Some bits and pieces about my current phone. A Nokia E71, which succeeded the Palm Pilots and Siemens I had before.

Data transfer from Palm

There is no native sync app for Linux, maybe SyncML enabled applications might work. The Nokia can sync with Google Calendar though, so I decided to move all my contacts and Calendar entries there.

Export as iCal and vCards from jPilot worked with some minor glitches (disagreements about which data fields are which). Import into Google Calendar worked ok despite some strange errors messages after import.

Contacts could also be synced with Xing-exported vCards -very nice.

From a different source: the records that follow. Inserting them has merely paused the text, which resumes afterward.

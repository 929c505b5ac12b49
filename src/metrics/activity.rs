//! Activity counters that outlive a single process.
//!
//! Each CLI invocation is short-lived, so counters kept only in a
//! Prometheus registry would reset on every run. The totals are instead
//! folded into a small JSON file after each assessment or sync pass and
//! loaded back when metrics are rendered.

use super::collector::MetricsError;
use crate::custody::SyncReport;
use crate::risk::AnalysisResult;
use serde::{Deserialize, Serialize};
use std::fs::{self, File};
use std::io::{ErrorKind, Write};
use std::path::Path;

/// Running totals of assessments and sync passes.
#[derive(Debug, Clone, Copy, Default, PartialEq, Eq, Serialize, Deserialize)]
#[serde(default, rename_all = "camelCase")]
pub struct ActivityCounters {
    /// Assessments performed.
    pub assessments: u64,
    /// Assessments with a suspicious verdict.
    pub suspicious: u64,
    /// Score of the latest assessment.
    pub last_risk_score: Option<u8>,
    /// Threat emitters in the latest assessment.
    pub last_threat_count: u64,
    /// Records uploaded across all sync passes.
    pub sync_uploaded: u64,
    /// Failed uploads across all sync passes.
    pub sync_failed: u64,
}

impl ActivityCounters {
    /// Loads counters from `path`. A missing file means no activity yet.
    pub fn load(path: impl AsRef<Path>) -> Result<Self, MetricsError> {
        match fs::read(path.as_ref()) {
            Ok(bytes) => Ok(serde_json::from_slice(&bytes)?),
            Err(e) if e.kind() == ErrorKind::NotFound => Ok(Self::default()),
            Err(e) => Err(e.into()),
        }
    }

    /// Writes counters to `path` via a temporary file and rename.
    pub fn save(&self, path: impl AsRef<Path>) -> Result<(), MetricsError> {
        let path = path.as_ref();
        if let Some(parent) = path.parent() {
            fs::create_dir_all(parent)?;
        }
        let bytes = serde_json::to_vec_pretty(self)?;
        let tmp = path.with_extension(format!("{}.tmp", uuid::Uuid::new_v4().simple()));
        let result = (|| -> std::io::Result<()> {
            let mut file = File::create(&tmp)?;
            file.write_all(&bytes)?;
            file.sync_all()?;
            fs::rename(&tmp, path)
        })();
        if let Err(e) = result {
            let _ = fs::remove_file(&tmp);
            return Err(e.into());
        }
        Ok(())
    }

    /// Loads, applies `change` and saves in one step.
    pub fn amend<F>(path: impl AsRef<Path>, change: F) -> Result<Self, MetricsError>
    where
        F: FnOnce(&mut Self),
    {
        let path = path.as_ref();
        let mut counters = Self::load(path)?;
        change(&mut counters);
        counters.save(path)?;
        Ok(counters)
    }

    /// Counts one assessment and remembers its score.
    pub fn record_assessment(&mut self, analysis: &AnalysisResult) {
        self.assessments += 1;
        if analysis.is_suspicious {
            self.suspicious += 1;
        }
        self.last_risk_score = Some(analysis.risk_score);
        self.last_threat_count = analysis.threat_count() as u64;
    }

    /// Adds the outcome of a sync pass.
    pub fn record_sync(&mut self, report: &SyncReport) {
        self.sync_uploaded += report.uploaded as u64;
        self.sync_failed += report.failed as u64;
    }
}
//! Status transition rules.
//!
//! | from \ to  | PENDING | CONFIRMED | CLEARED | PUBLISHED |
//! |------------|---------|-----------|---------|-----------|
//! | (new)      | ok      | ok        | ok      | no        |
//! | PENDING    | ok      | ok        | ok      | no        |
//! | CONFIRMED  | no      | ok        | no      | ok        |
//! | CLEARED    | no      | no        | ok      | no        |
//! | PUBLISHED  | no      | no        | no      | ok        |
//!
//! Same-status writes are allowed so notes can be amended.

use super::error::TransitionError;
use crate::record::DetectionStatus;

/// Checks a status change. `current` is `None` for a record being created.
pub fn validate_transition(
    new: DetectionStatus,
    current: Option<DetectionStatus>,
) -> Result<(), TransitionError> {
    use DetectionStatus::*;

    match (current, new) {
        (None, Published) => Err(TransitionError::PublishedOnCreate),
        (None, _) => Ok(()),

        (Some(Pending), Published) => Err(TransitionError::PublishWithoutConfirmation { from: Pending }),
        (Some(Pending), _) => Ok(()),

        (Some(Confirmed), Confirmed | Published) => Ok(()),
        (Some(Confirmed), to) => Err(TransitionError::IrreversibleConfirmation {
            from: Confirmed,
            to,
        }),

        (Some(Cleared), Cleared) => Ok(()),
        (Some(Cleared), _) => Err(TransitionError::ClearedIsTerminal),

        (Some(Published), Published) => Ok(()),
        (Some(Published), _) => Err(TransitionError::PublishedIsTerminal),
    }
}

/// Boolean form of [`validate_transition`].
pub fn is_transition_allowed(new: DetectionStatus, current: Option<DetectionStatus>) -> bool {
    validate_transition(new, current).is_ok()
}
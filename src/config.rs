//! File configuration.
//!
//! Every section is optional; a missing file section falls back to the
//! defaults the engine ships with.
//!
//! ```toml
//! [classifier]
//! smart_filter = true
//!
//! [scoring]
//! hidden_camera = 50.0
//!
//! [vault]
//! data_dir = "/var/lib/skim-guard"
//! hash_algorithm = "blake3"
//!
//! [scan]
//! environment = "FUEL_PUMP"
//! ```

use crate::classify::{ClassifierConfig, ClassifierError};
use crate::risk::{ScoringWeights, WeightsError};
use crate::scan::Environment;
use crate::vault::HashAlgorithm;
use serde::{Deserialize, Serialize};
use std::path::{Path, PathBuf};

/// Configuration loading and validation errors.
#[derive(Debug, thiserror::Error)]
pub enum ConfigError {
    /// The file could not be read.
    #[error("failed to read config file: {0}")]
    FileReadError(String),
    /// The file is not valid TOML for this format.
    #[error("failed to parse config file: {0}")]
    ParseError(String),
    /// Classifier settings are inconsistent.
    #[error("invalid [classifier] section: {0}")]
    Classifier(#[from] ClassifierError),
    /// Scoring weights are out of range.
    #[error("invalid [scoring] section: {0}")]
    Scoring(#[from] WeightsError),
    /// Storage paths overlap or are empty.
    #[error("invalid [vault] section: {0}")]
    Vault(String),
}

/// Full configuration file format.
#[derive(Debug, Clone, Serialize, Deserialize, Default)]
pub struct FileConfig {
    /// `[classifier]` section.
    #[serde(default)]
    pub classifier: ClassifierConfig,
    /// `[scoring]` section.
    #[serde(default)]
    pub scoring: ScoringWeights,
    /// `[vault]` section.
    #[serde(default)]
    pub vault: VaultConfig,
    /// `[scan]` section.
    #[serde(default)]
    pub scan: ScanConfig,
}

/// Where and how evidence is stored.
#[derive(Debug, Clone, Serialize, Deserialize)]
#[serde(default)]
pub struct VaultConfig {
    /// Directory holding one file per record.
    pub data_dir: PathBuf,
    /// Key file. Defaults to `vault.key` beside (not inside) the records.
    pub key_file: Option<PathBuf>,
    /// Digest used for record integrity hashes.
    pub hash_algorithm: HashAlgorithm,
    /// Directory that receives disclosures on sync.
    pub outbox_dir: Option<PathBuf>,
    /// Assessment and sync counters kept between runs. Defaults to
    /// `metrics.json` beside the records.
    pub metrics_file: Option<PathBuf>,
}

impl Default for VaultConfig {
    fn default() -> Self {
        Self {
            data_dir: PathBuf::from("skim-guard-data/records"),
            key_file: None,
            hash_algorithm: HashAlgorithm::default(),
            outbox_dir: None,
            metrics_file: None,
        }
    }
}

impl VaultConfig {
    /// Resolved key file location.
    pub fn key_path(&self) -> PathBuf {
        self.key_file
            .clone()
            .unwrap_or_else(|| self.sibling_of_data_dir("vault.key"))
    }

    /// Resolved outbox directory.
    pub fn outbox_path(&self) -> PathBuf {
        self.outbox_dir
            .clone()
            .unwrap_or_else(|| self.sibling_of_data_dir("outbox"))
    }

    /// Resolved activity counter file.
    pub fn metrics_path(&self) -> PathBuf {
        self.metrics_file
            .clone()
            .unwrap_or_else(|| self.sibling_of_data_dir("metrics.json"))
    }

    fn sibling_of_data_dir(&self, name: &str) -> PathBuf {
        match self.data_dir.parent() {
            Some(parent) => parent.join(name),
            None => PathBuf::from(name),
        }
    }

    /// Validates the storage paths.
    pub fn validate(&self) -> Result<(), ConfigError> {
        if self.data_dir.as_os_str().is_empty() {
            return Err(ConfigError::Vault("data_dir is empty".to_string()));
        }
        // Record files are listed by extension; a key inside would be read as one.
        if self.key_path().starts_with(&self.data_dir) {
            return Err(ConfigError::Vault(
                "key_file must not live inside data_dir".to_string(),
            ));
        }
        if self.metrics_path().starts_with(&self.data_dir) {
            return Err(ConfigError::Vault(
                "metrics_file must not live inside data_dir".to_string(),
            ));
        }
        if self.outbox_path() == self.data_dir {
            return Err(ConfigError::Vault(
                "outbox_dir must differ from data_dir".to_string(),
            ));
        }
        Ok(())
    }
}

/// Scan defaults.
#[derive(Debug, Clone, Default, Serialize, Deserialize)]
#[serde(default)]
pub struct ScanConfig {
    /// Deployment environment used when none is given on the command line.
    pub environment: Environment,
}

impl FileConfig {
    /// Loads configuration from a TOML file.
    pub fn from_file(path: impl AsRef<Path>) -> Result<Self, ConfigError> {
        let content = std::fs::read_to_string(path.as_ref())
            .map_err(|e| ConfigError::FileReadError(e.to_string()))?;
        Self::from_toml(&content)
    }

    /// Parses and validates configuration from TOML text.
    pub fn from_toml(content: &str) -> Result<Self, ConfigError> {
        let config: FileConfig =
            toml::from_str(content).map_err(|e| ConfigError::ParseError(e.to_string()))?;
        config.validate()?;
        Ok(config)
    }

    /// Validates every section.
    pub fn validate(&self) -> Result<(), ConfigError> {
        self.classifier.validate()?;
        self.scoring.validate()?;
        self.vault.validate()?;
        Ok(())
    }
}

Almost everything ended up in my E 71 after installing and configuring MailForExchange 3.0 (see glitches and hiccups below).

Python for Symbian

Well, at least a serious reason to consider the evil company from Finland:

http://discussion.forum.nokia.com/forum/showthread.php?t=193112

Usefull apps

The E71 comes with a pretty complete set of business-oriented apps, but some things are missing:

ScreenSnap

ScreenSnap.jpg
Capture screenshots of your phone.

EnergyPro

EnergyPro.jpg
Watch energy consumption over time.

DB RailNavigator

DB RailNavigator.jpg
DB booking and scheduling info.

Birthdays

Birthdays.jpg
Manage birthday reminders (written in Python).

Profile Scheduler

ProfileScheduler.jpg
Automatically switch profiles based on day and time.

Google Maps

GoogleMaps.jpg
-if you don't want OVI Maps (although it is free and comes with free turn-by-turn-navigation for the E71).

Pocket Protector

PocketProtector.jpg
Encrypt sensitive information. Open source. If you need additional security on top of the built-in encryption of the phone memory and smartcard.

Issues

Google sync

The HowTo on the Google sync page is not up to date. Mailsync does not work with MailForExchange, Tasks can't be synced and the Google Calendar does not sync the overlay calenders (just the primary one). The Google Calendar app from Google is slightly sucky, so no option either.

Memory card

Had some memory card issues with the phone "forgetting" the card, which led to nice hickups with apps, who had their data or config installed on that card. Can be fixed by powercycling.

Installer issues

Apparently there where broken files from a failed install, which led to strange errors about failed installation on boot. This can be solved by deleting files from a hidden directory in "private/10202dce" (after you mount the phone as a mass storage device).

OVI Maps

OVI Maps (aka Nokia Maps 3.03) has issues with maps and route calculation.

In detail:

Upon installation of Nokia Maps 3.03 (default seems to be the older 2.0 version on the E71, which is auto-upgraded after first boot) the old maps which where preinstalled are deleted (as it should be). Unfortunately no new maps data is downloaded automatically, but the navigation utilizes on-demand online download of map data.

This can be changed (even if you don't want to use the Windows-based installer).

Afterwards, OVI maps shows the maps of the countries you selected even in offline mode without download lag.

Navigation does not work though (as described here and here).

The fixes are:

  • Make sure you have OVI Maps 3.0. (or later) installed to get free voice-assisted turn-by-turn navigation (see Options/Support/Info for Version info).
  • Make sure you have downloaded and installed the map data of the countries you want, properly (needs lots of space for even Central Europe).
  • Make sure you disabled all non-GPS-based positioning methods (E71 in "/Menu/System/Settings/General/Positioning" (German: "/Menü/System/Einstellungen/Allgemein/Standortbestimmung").
  • Set Navigation to offline, wait until the phone got a GPS fix, enter you destination. Done.

This is all actually pretty simple and straight-forward, but gets confusing because of the way you need to set the positioning method and the lack of helpfull information from OVI maps (no info on map status, no info on location method, no further info on failure reasons for route generation).

Penultimate verdict

Great phone (also great looking), with some minor issues, which require some extended googling. The major downside is the less-than-optimal integration of the calendar app with Google calendar via the Exchange protocol. As this is a Frankenstein-solution anyway, you can't complain too much.

Native Google support or a good google calendar client for symbian would be best, but is not there.